After the stock hit the $4 range recently, a mere $120.50 off its all-time high, it showed all the legs of a spent marathoner wobbling to the finish line. Within two days, it was chopped liver again, trading as low as $3.16.
Nortel’s daily chart looks like an electrocardiogram (likely that of a Nortel day trader).
Nortel has more mood swings than Michael Jackson. The day the stock plunged to $3.16 at 7:45 a.m. MST, 15 minutes into the trading day, it made a rapid 14-cent rebound by 8:30. Then, it dipped a dime by 9:30. Then, it recovered seven cents by 11 a.m. And then rallied to $3.36 by the close.
With that kind of action, an experienced, well-schooled technical analyst could make a living off Nortel alone.
Nortel trades consistently in a wide range, generally fluctuating in the 10-per-cent range and often as much as the 15-per-cent range, even without major news.

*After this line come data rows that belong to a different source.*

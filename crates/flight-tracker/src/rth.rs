//! Return-to-home estimation and triggering

use crate::error::TrackerResult;
use crate::weather::{WeatherConditions, WeatherProvider};

use flight_core::{
    bearing, haversine_distance, Broadcaster, CoreError, GeoPosition, RiskEvent, RthCommand,
    SessionId,
};
use flight_db::FlightStore;
use flight_metrics::MetricsCollector;
use serde::{Deserialize, Serialize};
use std::fmt;
use std::sync::Arc;
use tracing::{info, warn};

/// Battery consumed per meter flown under neutral conditions (percent)
const BASE_CONSUMPTION_PER_METER: f64 = 0.0001;
/// Extra battery reserved on top of the estimate
const SAFETY_MARGIN: f64 = 0.2;
/// Below this battery level RTH is always critical
const CRITICAL_BATTERY_PERCENT: f64 = 15.0;
/// Return speed never assumed below this (m/s)
const MIN_RETURN_SPEED_MPS: f64 = 5.0;

/// How urgently the vehicle should head home
#[derive(Debug, Clone, Copy, PartialEq, Eq, PartialOrd, Ord, Hash, Serialize, Deserialize)]
#[serde(rename_all = "snake_case")]
pub enum Urgency {
    Low,
    Medium,
    High,
    Critical,
}

impl Urgency {
    pub fn as_str(&self) -> &'static str {
        match self {
            Urgency::Low => "low",
            Urgency::Medium => "medium",
            Urgency::High => "high",
            Urgency::Critical => "critical",
        }
    }
}

impl fmt::Display for Urgency {
    fn fmt(&self, f: &mut fmt::Formatter<'_>) -> fmt::Result {
        f.write_str(self.as_str())
    }
}

/// Current vehicle state an estimate is computed from
#[derive(Debug, Clone, Copy, Serialize, Deserialize)]
pub struct RthInput {
    pub latitude: f64,
    pub longitude: f64,
    pub battery_percent: f64,
    #[serde(default)]
    pub speed_mps: f64,
    #[serde(default)]
    pub heading_degrees: Option<f64>,
    #[serde(default)]
    pub altitude_meters: f64,
}

#[derive(Debug, Clone, Serialize, Deserialize)]
pub struct RthEstimate {
    pub should_return: bool,
    pub urgency: Urgency,
    pub message: String,
    pub distance_to_home_meters: f64,
    pub estimated_time_to_home_seconds: f64,
    pub battery_needed_percent: f64,
    pub current_battery_percent: f64,
    pub battery_margin_percent: f64,
    pub weather_factor: f64,
    pub heading_to_home_degrees: f64,
    pub home: GeoPosition,
    pub weather: WeatherConditions,
}

/// Consumption multiplier from wind along the home bearing and temperature.
///
/// A 20 m/s headwind costs 1.5x, a 20 m/s tailwind saves down to 0.8x.
pub fn weather_factor(weather: &WeatherConditions, heading_to_home: f64) -> f64 {
    let wind_angle = (weather.wind_direction_degrees - heading_to_home).abs();
    let wind_component = wind_angle.to_radians().cos() * weather.wind_speed_mps;

    let mut factor = if wind_component > 0.0 {
        1.0 + (wind_component / 20.0) * 0.5
    } else {
        1.0 + (wind_component / 20.0) * 0.2
    };

    if weather.temperature_celsius < 0.0 {
        factor *= 1.2;
    } else if weather.temperature_celsius > 30.0 {
        factor *= 1.1;
    }

    factor.clamp(0.7, 1.6)
}

fn speed_factor(speed_mps: f64) -> f64 {
    if speed_mps > 0.0 {
        (10.0 / speed_mps).clamp(0.8, 1.5)
    } else {
        1.0
    }
}

/// Urgency and operator message for a battery level and post-return margin
pub fn classify(battery_percent: f64, margin: f64) -> (Urgency, String) {
    if battery_percent < CRITICAL_BATTERY_PERCENT {
        (
            Urgency::Critical,
            format!("CRITICAL: Battery at {battery_percent:.1}%. Immediate RTH required!"),
        )
    } else if margin < 5.0 {
        (
            Urgency::High,
            format!("WARNING: Low battery margin ({margin:.1}%). RTH recommended."),
        )
    } else if margin < 10.0 {
        (
            Urgency::Medium,
            format!("CAUTION: Battery margin low ({margin:.1}%). Consider RTH."),
        )
    } else if margin < 15.0 {
        (
            Urgency::Low,
            format!("Battery sufficient for return ({margin:.1}% margin)."),
        )
    } else {
        (Urgency::Low, format!("Battery healthy ({margin:.1}% margin)."))
    }
}

/// Pure estimate from the current state, the home position and the weather
pub fn assess(input: &RthInput, home: GeoPosition, weather: &WeatherConditions) -> RthEstimate {
    let distance = haversine_distance(input.latitude, input.longitude, home.latitude, home.longitude);
    let heading_to_home = bearing(input.latitude, input.longitude, home.latitude, home.longitude);
    let weather_factor = weather_factor(weather, heading_to_home);

    let altitude_factor = 1.0 + (input.altitude_meters / 1000.0) * 0.1;
    let consumption_per_meter =
        BASE_CONSUMPTION_PER_METER * altitude_factor * speed_factor(input.speed_mps) * weather_factor;
    let battery_needed = distance * consumption_per_meter * (1.0 + SAFETY_MARGIN);

    let return_speed = (input.speed_mps * (1.0 - weather.wind_speed_mps / 30.0)).max(MIN_RETURN_SPEED_MPS);
    let margin = input.battery_percent - battery_needed;
    let (urgency, message) = classify(input.battery_percent, margin);

    RthEstimate {
        should_return: urgency >= Urgency::Medium,
        urgency,
        message,
        distance_to_home_meters: distance,
        estimated_time_to_home_seconds: distance / return_speed,
        battery_needed_percent: battery_needed,
        current_battery_percent: input.battery_percent,
        battery_margin_percent: margin,
        weather_factor,
        heading_to_home_degrees: heading_to_home,
        home,
        weather: *weather,
    }
}

/// RTH calculator bound to storage, weather and the broadcast hub
pub struct RthCalculator {
    store: Arc<dyn FlightStore>,
    weather: Arc<dyn WeatherProvider>,
    broadcaster: Arc<dyn Broadcaster>,
    metrics: Option<Arc<MetricsCollector>>,
}

impl RthCalculator {
    pub fn new(
        store: Arc<dyn FlightStore>,
        weather: Arc<dyn WeatherProvider>,
        broadcaster: Arc<dyn Broadcaster>,
        metrics: Option<Arc<MetricsCollector>>,
    ) -> Self {
        Self {
            store,
            weather,
            broadcaster,
            metrics,
        }
    }

    async fn home_of(&self, session_id: &SessionId) -> TrackerResult<GeoPosition> {
        let session = self
            .store
            .get_session(session_id)
            .await?
            .ok_or_else(|| CoreError::session_not_found(session_id))?;

        session
            .home()
            .ok_or_else(|| CoreError::NoHomePosition(session_id.to_string()).into())
    }

    pub async fn estimate(&self, session_id: &SessionId, input: &RthInput) -> TrackerResult<RthEstimate> {
        let home = self.home_of(session_id).await?;

        let weather = match self.weather.conditions(input.latitude, input.longitude).await {
            Ok(weather) => weather,
            Err(e) => {
                warn!(session_id = %session_id, error = %e, "Weather lookup failed, using defaults");
                WeatherConditions::default()
            }
        };

        let estimate = assess(input, home, &weather);
        if let Some(metrics) = &self.metrics {
            metrics.record_rth_estimate(estimate.urgency.as_str());
        }
        Ok(estimate)
    }

    /// Push an RTH command to the flight's observers and record a risk event
    pub async fn trigger_rth(&self, session_id: &SessionId, reason: &str) -> TrackerResult<RthCommand> {
        let home = self.home_of(session_id).await?;

        let command = RthCommand::new(*session_id, home, reason);
        let delivered = self.broadcaster.publish_rth_command(command.clone());

        // Risk events are child rows, so concurrent triggers never overwrite each other
        self.store
            .append_risk_event(&RiskEvent::rth_triggered(*session_id, reason))
            .await?;

        if let Some(metrics) = &self.metrics {
            metrics.record_rth_triggered();
        }

        info!(
            session_id = %session_id,
            reason,
            home_lat = home.latitude,
            home_lon = home.longitude,
            delivered,
            "RTH triggered"
        );
        Ok(command)
    }
}

// ============================================================================
// TESTS
// ============================================================================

And getting your order filled is never a problem as the stock generally trades between 30 and 70 million shares per day. You can count on the trading to get even wilder this week when Nortel releases its quarterly financials.
Investors are often cautioned against getting attached to stocks or marrying them.
Nortel, in particular, has earned the cold shoulder.
If you’ve been messing around with The Wild Thing, you may be well advised to keep a safe distance.
In other words, no kissing on the lips.
How’s that for a disclaimer?
* STREET TALK: While some analysts have fallen back in love with Nortel, Mark Lucey, an analyst with TD Newcrest, offers a more sobering perspective with a 12-month target of 80 cents US (about $1.25 Cdn).
Lucey also says Nortel may be on the verge of an equity offering.
“We continue to be concerned by Nortel’s balance sheet outlook and would not rule out the possibility of a dilutive equity or quasi-equity offering at some time,” Lucey writes in a research report.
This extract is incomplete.